Alain Rodier : Il est vrai que des responsables de groupes taliban ont eu des contacts avec des Russes au Tadjikistan et même à Moscou. De son côté, Téhéran a toujours joué un rôle complexe dans l’ouest de l’Afghanistan où les taliban ne sont pas - ou très peu - présents. Maintenant, le terme "taleb" (1) est un générique qui regroupe de nombreuses formations diverses et variées. D’ailleurs, il existe des différences entre les taliban afghans et pakistanais même si des liens existent. Un élément majeur pour tenter de comprendre la situation, c’est que la société afghane reste profondément tribale. Pour compliquer l’équation, des chefs ex-taliban sont passés du côté de Daech ! Alors, il serait utile de savoir quels groupes participent à ces pourparlers. Il est possible que l’on soit dans des effets de manches qui n’auront pas de traduction réelle sur le terrain.

L'ambassadeur russe en Afghanistan, Alexander Mantytskiy, assure que les liens avec les talibans visent à "assurer la sécurité en Asie centrale", arguant du fait que les talibans combattent l'État Islamique. Est-ce une réalité concrète sur le terrain ? Tous les groupes talibans présentent-ils un front uni contre l'EI ?

Il y a effectivement une guerre en Afghanistan - et au Pakistan - entre des partisans de Daech, anciennement membres des taliban ou même d’Al-Qaida "canal historique" et les autres mouvements islamistes radicaux. Il est à noter que très peu d’activistes de Daech sont venus de l’extérieur. Ce sont des militants locaux qui ont changé de bannière car Daech était en "odeur de victoire".

Mais surtout, les moudjahiddines - de toutes tendances - sont dans leur majorité opposés au pouvoir central de Kaboul. Ce dernier oublie aussi un peu vite qu’il a bien tenté des ouvertures vers les taliban mais elles ont été rejetées par la majorité d’entre eux. Pourquoi négocieraient-ils alors qu’ils savent qu’ils prendront Kaboul quand les derniers soldats de l’OTAN auront quitté le pays ?

Pour les Pakistanais qui jouent un rôle central dans la région, les "bons taliban" sont ceux qui n’attaquent pas Islamabad ! Par contre, ils sont utiles pour installer un pouvoir "ami" à Kaboul.

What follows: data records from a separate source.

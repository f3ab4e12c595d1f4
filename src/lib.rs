//! Knowledge-graph explorer: turns fact-annotated answers into an
//! interactive, filterable force-directed graph.
//!
//! [`engine`] holds the browser-independent pipeline; the Leptos app below
//! renders it.

use leptos::prelude::*;
use leptos_meta::*;
use leptos_router::components::*;
use leptos_router::path;
use log::{Level, info};

// js entropy backend for rand on wasm
#[cfg(target_arch = "wasm32")]
use getrandom as _;

// Modules
mod components;
pub mod engine;
mod pages;

// Top-Level pages
use crate::pages::home::Home;
use crate::pages::not_found::NotFound;

/// Initialize logging and panic hooks for the WASM target.
pub fn init_logging() {
	let _ = console_log::init_with_level(Level::Debug);
	console_error_panic_hook::set_once();
	info!("Logging initialized");
}

/// An app router which renders the homepage and handles 404's
#[component]
pub fn App() -> impl IntoView {
	// Provides context that manages stylesheets, titles, meta tags, etc.
	provide_meta_context();

	view! {
		<Html attr:lang="en" attr:dir="ltr" attr:data-theme="light" />

		// sets the document title
		<Title text="Fact Graph Canvas" />

		// injects metadata in the <head> of the page
		<Meta charset="UTF-8" />
		<Meta name="viewport" content="width=device-width, initial-scale=1.0" />

		<Router>
			<Routes fallback=|| view! { <NotFound /> }>
				<Route path=path!("/") view=Home />
			</Routes>
		</Router>
	}
}
/// Golden angle, used to pick a deterministic direction for coincident nodes.
const GOLDEN_ANGLE: f64 = 2.399_963;

// =============================================================================
// CONFIG
// =============================================================================

/// Simulation parameters.
#[derive(Clone, Debug, PartialEq, Serialize, Deserialize)]
#[serde(default, rename_all = "camelCase")]
pub struct LayoutConfig {
	/// Fixed iteration budget.
	pub iterations: usize,
	/// Canvas side length for an empty graph.
	pub base_canvas: f64,
	/// Canvas growth per square root of the node count.
	pub canvas_per_node: f64,
	/// Node footprint (radius) for tiny graphs.
	pub max_node_size: f64,
	/// Node footprint never shrinks below this.
	pub min_node_size: f64,
	/// Spring rest length as a multiple of the node footprint.
	pub rest_length_factor: f64,
	/// Repulsion at one rest length of distance.
	pub repulsion: f64,
	/// Spring stiffness along edges.
	pub spring: f64,
	/// Multiplier on the center pull. 1.0 balances repulsion so the graph
	/// fills roughly `fill` of the usable radius.
	pub gravity: f64,
	/// Fraction of the usable radius the center pull aims for.
	pub fill: f64,
	/// Velocity multiplier per step, in (0, 1).
	pub damping: f64,
	/// Temperature floor; temperature decays linearly from 1.0 to this.
	pub min_temperature: f64,
	/// Soft boundary kicks in past this fraction of the usable radius.
	pub boundary_threshold: f64,
	/// How hard the soft boundary pushes back.
	pub boundary_stiffness: f64,
	/// Initial scatter around a type anchor, in node footprints.
	pub jitter: f64,
	/// Radius of the circle carrying the type anchors, as a fraction of the
	/// usable radius.
	pub anchor_radius: f64,
	/// Seed for the initial scatter. `None` draws from entropy.
	pub seed: Option<u64>,
}

impl Default for LayoutConfig {
	fn default() -> Self {
		Self {
			iterations: 150,
			base_canvas: 600.0,
			canvas_per_node: 40.0,
			max_node_size: 28.0,
			min_node_size: 8.0,
			rest_length_factor: 4.0,
			repulsion: 2.0,
			spring: 0.1,
			gravity: 1.0,
			fill: 0.7,
			damping: 0.85,
			min_temperature: 0.05,
			boundary_threshold: 0.85,
			boundary_stiffness: 0.2,
			jitter: 3.0,
			anchor_radius: 0.45,
			seed: Some(0x5eed),
		}
	}
}

impl LayoutConfig {
	/// Canvas side length for `n` nodes.
	pub fn canvas_size(&self, n: usize) -> f64 {
		self.base_canvas + self.canvas_per_node * (n as f64).sqrt()
	}

	/// Node footprint (radius) for `n` nodes.
	pub fn node_size(&self, n: usize) -> f64 {
		(self.max_node_size / (1.0 + n as f64 / 60.0).sqrt()).max(self.min_node_size)
	}
}

// =============================================================================
// OUTPUT
// =============================================================================

/// Node positions on a square canvas of side `canvas_size`. Every position
/// lies inside the circle inscribed in the canvas.
#[derive(Clone, Debug, PartialEq, Serialize)]
#[serde(rename_all = "camelCase")]
pub struct Layout {
	/// Side of the square canvas.
	pub canvas_size: f64,
	/// Suggested node radius for this graph size.
	pub node_size: f64,
	/// Spring length the simulation settled towards.
	pub rest_length: f64,
	/// Position per node id.
	pub positions: HashMap<String, Point>,
}

impl Layout {
	/// Middle of the canvas.
	pub fn center(&self) -> Point {
		Point::new(self.canvas_size / 2.0, self.canvas_size / 2.0)
	}

	/// Radius of the bounding circle.
	pub fn radius(&self) -> f64 {
		self.canvas_size / 2.0
	}

	/// Where node `id` ended up, if it was laid out.
	pub fn position(&self, id: &str) -> Option<Point> {
		self.positions.get(id).copied()
	}
}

Il ne faut pas oublier que l’Afghanistan assure la profondeur stratégique aux Pakistanais face à la "menace indienne". Si des négociations sérieuses doivent avoir lieu, les Pakistanais seront incontournables.

Alors que les États-Unis ne sont plus aussi présents que ces dernières années dans la région, et alors que la transition entre Barack Obama et Donald Trump induit une période de "flottement", dans quelle mesure peut-on penser que l'attitude de la Russie en Afghanistan permet, aussi, au pouvoir russe de mettre un bâton dans les roues de l'Otan, avec qui il partage plusieurs points de conflit ?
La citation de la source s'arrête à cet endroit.